EXERCISE INPUT:
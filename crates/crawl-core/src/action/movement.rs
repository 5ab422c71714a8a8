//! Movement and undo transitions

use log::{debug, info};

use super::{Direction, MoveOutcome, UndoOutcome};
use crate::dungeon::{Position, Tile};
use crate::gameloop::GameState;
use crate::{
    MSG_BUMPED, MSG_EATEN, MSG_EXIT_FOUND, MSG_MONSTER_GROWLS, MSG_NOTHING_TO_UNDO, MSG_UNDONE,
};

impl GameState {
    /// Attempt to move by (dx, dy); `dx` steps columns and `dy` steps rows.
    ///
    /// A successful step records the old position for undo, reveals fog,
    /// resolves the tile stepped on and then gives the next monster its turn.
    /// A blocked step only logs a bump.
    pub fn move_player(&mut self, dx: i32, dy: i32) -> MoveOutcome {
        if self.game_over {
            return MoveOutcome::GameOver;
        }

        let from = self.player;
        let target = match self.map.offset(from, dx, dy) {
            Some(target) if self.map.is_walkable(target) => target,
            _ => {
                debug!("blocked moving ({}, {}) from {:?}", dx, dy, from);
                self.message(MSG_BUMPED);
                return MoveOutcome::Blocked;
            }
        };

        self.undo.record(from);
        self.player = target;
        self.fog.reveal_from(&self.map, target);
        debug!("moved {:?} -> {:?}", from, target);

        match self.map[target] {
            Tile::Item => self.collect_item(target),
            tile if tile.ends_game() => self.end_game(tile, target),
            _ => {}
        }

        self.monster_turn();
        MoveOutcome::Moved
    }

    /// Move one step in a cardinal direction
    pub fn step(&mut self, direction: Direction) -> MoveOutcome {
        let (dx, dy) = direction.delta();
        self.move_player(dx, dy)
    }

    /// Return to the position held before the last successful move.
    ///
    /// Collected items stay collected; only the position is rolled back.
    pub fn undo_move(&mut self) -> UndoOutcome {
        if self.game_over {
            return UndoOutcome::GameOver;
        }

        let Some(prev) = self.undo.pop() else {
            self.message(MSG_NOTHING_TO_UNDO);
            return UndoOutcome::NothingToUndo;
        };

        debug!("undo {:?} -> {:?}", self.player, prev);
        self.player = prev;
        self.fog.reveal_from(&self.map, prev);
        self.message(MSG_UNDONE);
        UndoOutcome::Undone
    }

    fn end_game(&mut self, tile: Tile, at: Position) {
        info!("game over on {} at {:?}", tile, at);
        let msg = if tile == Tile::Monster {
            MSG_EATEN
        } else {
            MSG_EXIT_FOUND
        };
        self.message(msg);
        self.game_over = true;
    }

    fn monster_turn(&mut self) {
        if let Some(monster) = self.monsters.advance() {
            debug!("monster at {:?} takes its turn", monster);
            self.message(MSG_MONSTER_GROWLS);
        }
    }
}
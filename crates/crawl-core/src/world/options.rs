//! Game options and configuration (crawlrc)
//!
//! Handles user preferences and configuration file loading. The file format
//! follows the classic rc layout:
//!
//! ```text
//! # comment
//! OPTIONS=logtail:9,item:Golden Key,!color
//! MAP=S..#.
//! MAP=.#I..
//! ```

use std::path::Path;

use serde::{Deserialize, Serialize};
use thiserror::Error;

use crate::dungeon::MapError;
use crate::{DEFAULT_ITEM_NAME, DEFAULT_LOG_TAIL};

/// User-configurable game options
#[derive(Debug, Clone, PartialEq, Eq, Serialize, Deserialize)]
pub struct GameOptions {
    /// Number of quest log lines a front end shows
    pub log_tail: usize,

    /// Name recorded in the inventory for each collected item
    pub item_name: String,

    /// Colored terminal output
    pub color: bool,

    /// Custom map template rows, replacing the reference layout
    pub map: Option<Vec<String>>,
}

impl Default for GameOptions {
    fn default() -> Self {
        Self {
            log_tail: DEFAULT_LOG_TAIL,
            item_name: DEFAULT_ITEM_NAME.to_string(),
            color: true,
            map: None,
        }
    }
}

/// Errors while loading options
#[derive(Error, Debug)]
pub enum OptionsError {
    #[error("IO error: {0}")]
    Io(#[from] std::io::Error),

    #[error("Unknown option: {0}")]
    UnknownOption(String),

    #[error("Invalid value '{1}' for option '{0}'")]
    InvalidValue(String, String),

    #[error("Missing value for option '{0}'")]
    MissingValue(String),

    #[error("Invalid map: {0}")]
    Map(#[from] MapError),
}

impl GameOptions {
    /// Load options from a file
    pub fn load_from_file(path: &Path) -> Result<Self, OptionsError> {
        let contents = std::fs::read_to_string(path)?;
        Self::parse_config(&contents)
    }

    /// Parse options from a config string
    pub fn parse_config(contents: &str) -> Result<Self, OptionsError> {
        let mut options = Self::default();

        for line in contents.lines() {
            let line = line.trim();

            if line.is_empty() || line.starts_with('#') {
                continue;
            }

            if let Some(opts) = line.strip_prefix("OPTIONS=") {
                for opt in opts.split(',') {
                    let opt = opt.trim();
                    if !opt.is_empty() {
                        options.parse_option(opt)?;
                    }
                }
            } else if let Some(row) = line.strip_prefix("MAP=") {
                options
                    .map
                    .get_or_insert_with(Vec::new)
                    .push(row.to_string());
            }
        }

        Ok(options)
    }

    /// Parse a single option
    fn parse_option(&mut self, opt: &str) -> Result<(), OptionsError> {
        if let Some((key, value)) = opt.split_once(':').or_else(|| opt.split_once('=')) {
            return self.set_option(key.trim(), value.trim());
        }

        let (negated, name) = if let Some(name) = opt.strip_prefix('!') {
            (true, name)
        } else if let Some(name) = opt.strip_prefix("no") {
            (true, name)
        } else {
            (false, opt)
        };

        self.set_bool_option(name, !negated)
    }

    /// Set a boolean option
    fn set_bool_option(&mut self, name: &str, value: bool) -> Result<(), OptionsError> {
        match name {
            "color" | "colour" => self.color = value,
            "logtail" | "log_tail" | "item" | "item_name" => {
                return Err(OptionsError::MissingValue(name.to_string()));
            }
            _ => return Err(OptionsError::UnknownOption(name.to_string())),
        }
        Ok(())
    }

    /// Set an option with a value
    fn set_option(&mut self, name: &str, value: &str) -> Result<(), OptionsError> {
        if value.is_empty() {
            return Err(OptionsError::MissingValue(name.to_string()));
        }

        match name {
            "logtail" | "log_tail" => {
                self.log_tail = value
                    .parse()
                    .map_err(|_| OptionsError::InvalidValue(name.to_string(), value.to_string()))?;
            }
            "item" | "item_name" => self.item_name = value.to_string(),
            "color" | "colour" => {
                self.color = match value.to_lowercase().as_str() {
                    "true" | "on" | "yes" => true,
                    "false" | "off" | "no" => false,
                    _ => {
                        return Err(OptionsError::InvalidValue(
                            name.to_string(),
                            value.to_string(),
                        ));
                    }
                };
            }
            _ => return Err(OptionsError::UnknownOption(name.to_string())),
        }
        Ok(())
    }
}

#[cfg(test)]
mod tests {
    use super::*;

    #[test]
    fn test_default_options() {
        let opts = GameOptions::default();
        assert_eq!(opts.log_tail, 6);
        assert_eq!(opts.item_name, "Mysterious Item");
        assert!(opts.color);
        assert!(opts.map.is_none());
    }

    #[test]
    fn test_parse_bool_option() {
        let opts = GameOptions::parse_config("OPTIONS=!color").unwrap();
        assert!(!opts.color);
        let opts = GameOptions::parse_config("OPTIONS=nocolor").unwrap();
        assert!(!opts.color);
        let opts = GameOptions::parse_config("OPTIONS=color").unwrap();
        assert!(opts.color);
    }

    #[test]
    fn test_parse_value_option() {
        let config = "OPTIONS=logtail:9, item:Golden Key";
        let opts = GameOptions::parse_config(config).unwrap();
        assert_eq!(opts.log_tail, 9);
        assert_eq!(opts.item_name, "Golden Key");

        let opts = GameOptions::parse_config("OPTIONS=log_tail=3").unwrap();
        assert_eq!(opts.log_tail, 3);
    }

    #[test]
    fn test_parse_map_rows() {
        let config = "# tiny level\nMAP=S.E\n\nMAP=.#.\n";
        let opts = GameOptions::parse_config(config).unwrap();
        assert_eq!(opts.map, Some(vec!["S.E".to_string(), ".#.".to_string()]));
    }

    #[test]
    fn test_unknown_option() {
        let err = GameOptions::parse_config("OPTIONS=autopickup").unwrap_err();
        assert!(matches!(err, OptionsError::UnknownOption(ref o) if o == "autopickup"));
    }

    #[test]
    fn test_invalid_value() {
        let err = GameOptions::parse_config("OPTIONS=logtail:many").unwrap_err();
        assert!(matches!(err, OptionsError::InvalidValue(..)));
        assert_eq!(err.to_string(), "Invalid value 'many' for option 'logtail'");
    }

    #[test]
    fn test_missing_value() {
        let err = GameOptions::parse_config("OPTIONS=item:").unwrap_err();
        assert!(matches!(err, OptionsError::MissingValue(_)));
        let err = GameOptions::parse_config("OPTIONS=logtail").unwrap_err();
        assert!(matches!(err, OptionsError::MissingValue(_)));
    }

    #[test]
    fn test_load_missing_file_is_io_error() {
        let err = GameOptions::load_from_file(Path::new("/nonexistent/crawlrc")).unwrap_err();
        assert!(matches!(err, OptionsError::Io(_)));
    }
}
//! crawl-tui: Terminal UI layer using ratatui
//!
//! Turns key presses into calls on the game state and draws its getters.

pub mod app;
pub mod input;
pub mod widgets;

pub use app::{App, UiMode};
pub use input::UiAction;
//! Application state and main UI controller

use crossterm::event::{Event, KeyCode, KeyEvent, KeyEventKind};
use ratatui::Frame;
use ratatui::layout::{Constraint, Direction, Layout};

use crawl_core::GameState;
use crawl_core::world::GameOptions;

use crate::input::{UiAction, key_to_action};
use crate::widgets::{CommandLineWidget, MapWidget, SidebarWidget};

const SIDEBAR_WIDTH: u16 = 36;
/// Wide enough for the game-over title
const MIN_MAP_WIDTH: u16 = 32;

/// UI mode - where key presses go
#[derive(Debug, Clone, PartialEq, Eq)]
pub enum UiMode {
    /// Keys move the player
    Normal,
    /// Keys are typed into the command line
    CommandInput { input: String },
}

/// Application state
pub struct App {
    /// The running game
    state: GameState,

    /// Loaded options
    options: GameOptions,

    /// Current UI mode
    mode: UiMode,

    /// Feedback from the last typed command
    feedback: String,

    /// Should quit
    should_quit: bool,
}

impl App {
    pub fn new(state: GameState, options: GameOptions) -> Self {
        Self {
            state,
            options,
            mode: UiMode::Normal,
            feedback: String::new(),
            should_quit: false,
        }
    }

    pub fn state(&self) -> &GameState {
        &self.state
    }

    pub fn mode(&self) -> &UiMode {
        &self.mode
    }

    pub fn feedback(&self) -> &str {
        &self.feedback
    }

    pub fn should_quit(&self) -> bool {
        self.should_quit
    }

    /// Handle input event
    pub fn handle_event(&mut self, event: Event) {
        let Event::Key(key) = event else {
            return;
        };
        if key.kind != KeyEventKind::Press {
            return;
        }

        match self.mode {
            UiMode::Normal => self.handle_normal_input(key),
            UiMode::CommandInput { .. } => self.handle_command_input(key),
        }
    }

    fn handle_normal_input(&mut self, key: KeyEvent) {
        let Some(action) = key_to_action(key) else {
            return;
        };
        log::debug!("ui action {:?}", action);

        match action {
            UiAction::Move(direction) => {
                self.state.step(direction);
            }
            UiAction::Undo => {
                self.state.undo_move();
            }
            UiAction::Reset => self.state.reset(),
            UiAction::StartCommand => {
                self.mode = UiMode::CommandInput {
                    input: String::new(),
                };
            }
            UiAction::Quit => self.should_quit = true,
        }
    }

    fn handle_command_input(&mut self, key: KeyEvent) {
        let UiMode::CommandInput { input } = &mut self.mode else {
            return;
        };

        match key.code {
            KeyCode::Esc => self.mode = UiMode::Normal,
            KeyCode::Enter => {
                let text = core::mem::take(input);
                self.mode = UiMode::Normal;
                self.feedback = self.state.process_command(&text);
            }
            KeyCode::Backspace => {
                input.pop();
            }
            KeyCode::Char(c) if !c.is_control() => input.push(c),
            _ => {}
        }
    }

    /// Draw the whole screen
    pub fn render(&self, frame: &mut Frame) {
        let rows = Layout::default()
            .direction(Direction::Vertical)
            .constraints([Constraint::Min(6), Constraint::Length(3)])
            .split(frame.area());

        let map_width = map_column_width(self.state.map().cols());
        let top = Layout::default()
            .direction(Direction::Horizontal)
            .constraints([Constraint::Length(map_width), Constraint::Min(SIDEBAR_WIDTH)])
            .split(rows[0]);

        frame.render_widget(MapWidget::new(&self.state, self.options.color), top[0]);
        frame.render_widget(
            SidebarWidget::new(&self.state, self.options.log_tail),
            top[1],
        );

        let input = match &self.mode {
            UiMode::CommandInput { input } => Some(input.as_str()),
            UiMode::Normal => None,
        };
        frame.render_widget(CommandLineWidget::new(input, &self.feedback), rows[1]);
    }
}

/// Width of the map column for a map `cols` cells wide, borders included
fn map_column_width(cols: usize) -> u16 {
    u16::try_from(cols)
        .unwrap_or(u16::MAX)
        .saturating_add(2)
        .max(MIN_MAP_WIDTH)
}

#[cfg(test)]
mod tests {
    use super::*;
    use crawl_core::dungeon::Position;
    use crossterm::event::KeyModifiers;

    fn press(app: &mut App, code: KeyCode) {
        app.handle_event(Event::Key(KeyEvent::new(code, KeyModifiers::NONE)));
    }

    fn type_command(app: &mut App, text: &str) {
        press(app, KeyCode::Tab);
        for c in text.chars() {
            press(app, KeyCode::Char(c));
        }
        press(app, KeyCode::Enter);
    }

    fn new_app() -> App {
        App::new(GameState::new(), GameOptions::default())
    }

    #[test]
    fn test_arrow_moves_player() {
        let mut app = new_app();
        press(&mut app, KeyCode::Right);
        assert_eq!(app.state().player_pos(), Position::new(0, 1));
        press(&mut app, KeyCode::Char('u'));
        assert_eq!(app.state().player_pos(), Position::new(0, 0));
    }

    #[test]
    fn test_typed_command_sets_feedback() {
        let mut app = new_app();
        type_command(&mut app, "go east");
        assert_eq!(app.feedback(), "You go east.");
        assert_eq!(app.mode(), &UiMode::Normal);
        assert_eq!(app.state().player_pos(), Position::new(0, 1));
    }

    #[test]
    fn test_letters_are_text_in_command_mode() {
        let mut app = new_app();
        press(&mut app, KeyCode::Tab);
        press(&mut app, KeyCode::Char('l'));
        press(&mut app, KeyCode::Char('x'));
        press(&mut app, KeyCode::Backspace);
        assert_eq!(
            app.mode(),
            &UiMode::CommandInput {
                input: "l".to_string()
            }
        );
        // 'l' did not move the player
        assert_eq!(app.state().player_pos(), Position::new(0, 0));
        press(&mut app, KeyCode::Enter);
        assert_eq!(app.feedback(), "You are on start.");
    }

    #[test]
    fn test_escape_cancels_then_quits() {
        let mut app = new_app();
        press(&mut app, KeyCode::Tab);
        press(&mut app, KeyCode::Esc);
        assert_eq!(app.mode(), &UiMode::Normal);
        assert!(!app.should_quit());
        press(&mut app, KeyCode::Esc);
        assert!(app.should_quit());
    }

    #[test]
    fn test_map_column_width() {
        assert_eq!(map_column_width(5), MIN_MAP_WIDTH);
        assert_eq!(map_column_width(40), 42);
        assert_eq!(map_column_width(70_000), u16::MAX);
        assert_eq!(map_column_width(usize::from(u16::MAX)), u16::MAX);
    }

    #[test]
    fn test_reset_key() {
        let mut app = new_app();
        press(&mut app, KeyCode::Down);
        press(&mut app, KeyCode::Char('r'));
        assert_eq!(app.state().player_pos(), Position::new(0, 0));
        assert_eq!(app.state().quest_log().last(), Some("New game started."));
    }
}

PROMPT:
All lines that contain the word "MapError" must be copied from the records above.

RESULT OF THIS TASK:
use crate::dungeon::MapError;
    Map(#[from] MapError),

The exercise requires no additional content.